Lawliet se mâchouille le pouce quelques minutes, m'observant profiter d'un bain réconfortant avant de se relever et de détourner les talons.
- Elle ne dira plus rien d'intéressant. Elle se prépare mentalement à me confronter. Continuez à l'observer Watari et à noter chaque fait et paroles.
Akainu pivote la tête vers le vieil homme qui vient prendre sa place derrière la vitre tandis que Lawliet passe à côté de lui. Retournons dans le salon avec l'amiral Kizaru et la mademoiselle Tasi. Il est temps de préparer l'intégration de notre suspect dans notre cellule.
Lawliet quitte la pièce secrète en direction du salon, suivi par Sakazuki qui finit par calmer ses ardeurs puissantes de meurtre. Ils rejoignent Kizaru prennant son thé avec la contre-amirale Tasi qui regarde par la grande baie vitrée, l'extérieur de l'hôtel.
- Vous semblez ailleurs, Miss, remarque L en retournant à son siège. Vous avez remarqué quelque chose qui vous fâche … ?
- Pas spécialement, répond-elle sans ciller. Je ne travaille qu'avec vous pour défendre mon amie et vous prouver qu'elle n'est pas celle dont vous l'accusez.
- Vous avez le doigté pour ça ! glousse Kizaru. D'abord, Kuzan et maintenant Chesca…. A croire que tout le monde vous tourne le dos…. !
- Borsalino, la ferme ! peste Sakazuki en s'asseyant à ses côtés. Tu sais que je ne veux plus entendre ce foutu nom quand je suis là ! Il est un traître à la Marine depuis qu'il a préféré quitter nos rangs pour rejoindre Barbe Noire ! Je me fiche de ses raisons ! Et de vos raisons de le défendre malgré sa trahison, contre-amirale !
Les lèvres de Tasi tremblent sous la frustration. Elle savait qu'en revenant, elle aurait à subir les moqueries et l'attitude antipathique du chien rouge. C'est bien l'une des raisons qui l'a poussé à fuir le Quartier Général pour aller se réfugier sur une île calme. Qu'importe ce qu'ils pensent, elle continuera de l'aimer, son faisan bleu. Elle ne connaît pas les raisons de son départ, même si elles semblent évidentes. Mais parfois, tout n'est pas dans l'apparence. Tasi reprend un visage indifférent et elle retourne s'asseoir dans un siège à côté de Lawliet.

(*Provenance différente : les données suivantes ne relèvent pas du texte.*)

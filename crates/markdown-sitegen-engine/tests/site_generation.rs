use std::fs;
use std::path::Path;

use markdown_sitegen_engine::{SiteError, SiteLayout, build_site};
use relative_path::RelativePathBuf;
use tempfile::TempDir;

const TEMPLATE: &str = "<title>{{ Title }}</title>\n<main>{{ Content }}</main>\n";

fn write(root: &Path, relative: &str, content: &str) {
    let path = root.join(relative);
    fs::create_dir_all(path.parent().unwrap()).unwrap();
    fs::write(path, content).unwrap();
}

fn layout(root: &Path) -> SiteLayout {
    SiteLayout {
        content_dir: root.join("content"),
        static_dir: root.join("static"),
        template_path: root.join("template.html"),
        output_dir: root.join("public"),
        skip_invalid_pages: false,
    }
}

fn sample_site() -> TempDir {
    let dir = TempDir::new().unwrap();
    let root = dir.path();
    write(root, "template.html", TEMPLATE);
    write(root, "content/index.md", "# Home\n\nWelcome *friend*");
    write(root, "content/blog/first/index.md", "# First post\n\n> quoted");
    write(root, "content/notes.txt", "not markdown");
    write(root, "static/index.css", "body {}");
    write(root, "static/images/logo.png", "png");
    write(root, "public/stale.html", "old build");
    dir
}

#[test]
fn build_mirrors_content_tree() {
    let dir = sample_site();
    let root = dir.path();

    let report = build_site(&layout(root)).unwrap();

    assert_eq!(
        report.pages_written,
        vec![
            RelativePathBuf::from("blog/first/index.html"),
            RelativePathBuf::from("index.html"),
        ]
    );
    assert_eq!(report.assets_copied, 2);
    assert!(report.pages_skipped.is_empty());

    assert_eq!(
        fs::read_to_string(root.join("public/index.html")).unwrap(),
        "<title>Home</title>\n<main><div><h1>Home</h1><p>Welcome <i>friend</i></p></div></main>\n"
    );
    assert_eq!(
        fs::read_to_string(root.join("public/blog/first/index.html")).unwrap(),
        "<title>First post</title>\n<main><div><h1>First post</h1><blockquote>quoted</blockquote></div></main>\n"
    );
}

#[test]
fn build_replaces_previous_output() {
    let dir = sample_site();
    let root = dir.path();

    build_site(&layout(root)).unwrap();

    assert!(!root.join("public/stale.html").exists());
    assert!(root.join("public/index.css").is_file());
    assert!(root.join("public/images/logo.png").is_file());
    assert!(!root.join("public/notes.html").exists());
}

#[test]
fn invalid_page_aborts_by_default() {
    let dir = sample_site();
    let root = dir.path();
    write(root, "content/broken.md", "# Broken\n\n**never closed");

    let err = build_site(&layout(root)).unwrap_err();

    match err {
        SiteError::Page { path, .. } => assert!(path.ends_with("broken.md")),
        other => panic!("expected page error, got {other:?}"),
    }
}

#[test]
fn invalid_page_is_skipped_when_configured() {
    let dir = sample_site();
    let root = dir.path();
    write(root, "content/untitled.md", "no title here");

    let mut layout = layout(root);
    layout.skip_invalid_pages = true;
    let report = build_site(&layout).unwrap();

    assert_eq!(
        report.pages_skipped,
        vec![RelativePathBuf::from("untitled.md")]
    );
    assert_eq!(report.pages_written.len(), 2);
    assert!(!root.join("public/untitled.html").exists());
}

#[test]
fn missing_static_dir_still_builds_pages() {
    let dir = sample_site();
    let root = dir.path();
    fs::remove_dir_all(root.join("static")).unwrap();

    let report = build_site(&layout(root)).unwrap();

    assert_eq!(report.assets_copied, 0);
    assert_eq!(report.pages_written.len(), 2);
    assert!(!root.join("public/stale.html").exists());
}

#[test]
fn missing_content_dir_is_an_error() {
    let dir = sample_site();
    let root = dir.path();
    fs::remove_dir_all(root.join("content")).unwrap();

    let err = build_site(&layout(root)).unwrap_err();

    assert!(matches!(err, SiteError::Io(_)));
}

- Messieurs, et mesdames… Nous allons travailler avec Kira à partir d'aujourd'hui. Inutile de vous rappeler ces méthodes pour tuer. Il a besoin de vos visages et vos noms complets. Kira connait déjà nos visages. Alors je vais vous demander de garder vos noms complets pour vous. Nous allons lui créer une nouvelle identité également afin qu'elle soit à l'abri du deuxième Kira. Désormais, vous oubliez votre réelle identité. Watari, a-t-on reçu les nouveaux papiers ?
- Je viens de les recevoir à l'instant.
Le majordome arrive dans la pièce dans une large enveloppe et il en sort 4 passeports neufs. Watari les distribue rapidement et chacun découvre la nouvelle identité.

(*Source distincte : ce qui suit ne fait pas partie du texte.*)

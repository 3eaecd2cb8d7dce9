use crate::models::ContentFile;
use relative_path::RelativePath;
use std::fs;
use std::path::{Path, PathBuf};

#[derive(Debug, thiserror::Error)]
pub enum IoError {
    #[error("File not found: {0}")]
    NotFound(PathBuf),
    #[error("IO error: {0}")]
    Io(#[from] std::io::Error),
    #[error("Not a directory: {0}")]
    InvalidDirectory(PathBuf),
}

/// Read a file at an absolute path
pub fn read_path(path: &Path) -> Result<String, IoError> {
    if !path.exists() {
        return Err(IoError::NotFound(path.to_path_buf()));
    }
    fs::read_to_string(path).map_err(IoError::Io)
}

/// Write a file at an absolute path, creating parent directories
pub fn write_path(path: &Path, content: &str) -> Result<(), IoError> {
    if let Some(parent) = path.parent() {
        fs::create_dir_all(parent).map_err(IoError::Io)?;
    }
    fs::write(path, content).map_err(IoError::Io)
}

/// Read a file relative to `root`
pub fn read_file(relative_path: &RelativePath, root: &Path) -> Result<String, IoError> {
    read_path(&relative_path.to_path(root))
}

/// Write a file relative to `root`
pub fn write_file(relative_path: &RelativePath, root: &Path, content: &str) -> Result<(), IoError> {
    write_path(&relative_path.to_path(root), content)
}

/// Scan for markdown files under the content directory, sorted by path
pub fn scan_markdown_files(content_root: &Path) -> Result<Vec<ContentFile>, IoError> {
    validate_directory(content_root)?;

    let mut paths = Vec::new();
    scan_directory_recursive(content_root, &mut paths)?;

    let mut files: Vec<ContentFile> = paths
        .iter()
        .filter_map(|path| ContentFile::from_path(content_root, path))
        .collect();
    files.sort();
    Ok(files)
}

fn scan_directory_recursive(dir: &Path, files: &mut Vec<PathBuf>) -> Result<(), IoError> {
    let entries = fs::read_dir(dir).map_err(IoError::Io)?;

    for entry in entries {
        let entry = entry.map_err(IoError::Io)?;
        let path = entry.path();

        if path.is_dir() {
            scan_directory_recursive(&path, files)?;
        } else if ContentFile::is_markdown(&path) {
            files.push(path);
        }
    }

    Ok(())
}

pub fn validate_directory(path: &Path) -> Result<(), IoError> {
    if !path.exists() || !path.is_dir() {
        return Err(IoError::InvalidDirectory(path.to_path_buf()));
    }

    Ok(())
}

/// Remove everything inside `dir`, creating it if it does not exist.
pub fn clear_directory(dir: &Path) -> Result<(), IoError> {
    if !dir.exists() {
        fs::create_dir_all(dir)?;
        return Ok(());
    }

    for entry in fs::read_dir(dir)? {
        let path = entry?.path();
        if path.is_dir() {
            fs::remove_dir_all(&path)?;
        } else {
            fs::remove_file(&path)?;
        }
    }
    Ok(())
}

/// Replace the contents of `dest` with a recursive copy of `src`.
///
/// Returns the number of files copied.
pub fn copy_directory(src: &Path, dest: &Path) -> Result<usize, IoError> {
    validate_directory(src)?;
    clear_directory(dest)?;
    copy_recursive(src, dest)
}

fn copy_recursive(src: &Path, dest: &Path) -> Result<usize, IoError> {
    let mut copied = 0;
    for entry in fs::read_dir(src)? {
        let path = entry?.path();
        let Some(name) = path.file_name() else {
            continue;
        };
        let target = dest.join(name);

        if path.is_dir() {
            fs::create_dir_all(&target)?;
            copied += copy_recursive(&path, &target)?;
        } else {
            log::debug!("Copying {} -> {}", path.display(), target.display());
            fs::copy(&path, &target)?;
            copied += 1;
        }
    }
    Ok(copied)
}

- Watari restera Watari. Ce n'est pas son réel nom, je suis le seul à connaître, tranche L. Je serais Matsuda Sadasue à partir d'aujourd'hui.

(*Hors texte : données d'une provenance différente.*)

use crate::tree::DocumentNode;

/// One contiguous run of a single inline formatting kind.
#[derive(Debug, Clone, PartialEq, Eq)]
pub enum InlineSpan {
    /// Plain text that isn't part of any special construct.
    Text(String),
    /// `**bold**`
    Bold(String),
    /// `*italic*`
    Italic(String),
    /// `` `code` ``. Content is taken verbatim.
    Code(String),
    /// `[text](target)`
    Link { text: String, target: String },
    /// `![alt](target)`
    Image { alt: String, target: String },
}

impl InlineSpan {
    /// Maps the span to its leaf node in the document tree.
    pub fn into_node(self) -> DocumentNode {
        match self {
            InlineSpan::Text(s) => DocumentNode::text(s),
            InlineSpan::Bold(s) => DocumentNode::tagged_text("b", s),
            InlineSpan::Italic(s) => DocumentNode::tagged_text("i", s),
            InlineSpan::Code(s) => DocumentNode::tagged_text("code", s),
            InlineSpan::Link { text, target } => {
                DocumentNode::tagged_text("a", text).with_attribute("href", target)
            }
            InlineSpan::Image { alt, target } => DocumentNode::tagged_text("img", "")
                .with_attribute("src", target)
                .with_attribute("alt", alt),
        }
    }
}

- Je suis Ina Mimiko, chuchote Tasi.
- Ryu Arai, grogne Akainu
- OOh…. Yuki Shimizu pour moi, glousse Borsalino.
Chacun range rapidement son document et le silence se fait à nouveau dans le salon. Watari vient servir un plateau de sucreries sur la petite table au milieu de la réunion et L prend de suite la fraise qu'il gobe avant de reprendre la parole.
- A partir d'aujourd'hui, Kira ne quittera plus ce bâtiment sauf en présence de l'un d'entre nous et elle ne devra en aucun cas prendre contact avec l'extérieur sans notre accord, est-ce clair ?
A cet instant, Tasi comprend que la situation que son amie n'allait pas évoluer… et que, bien au contraire, la sienne allait se dégrader graduellement et en présence agréable d'Akainu et de Kizaru.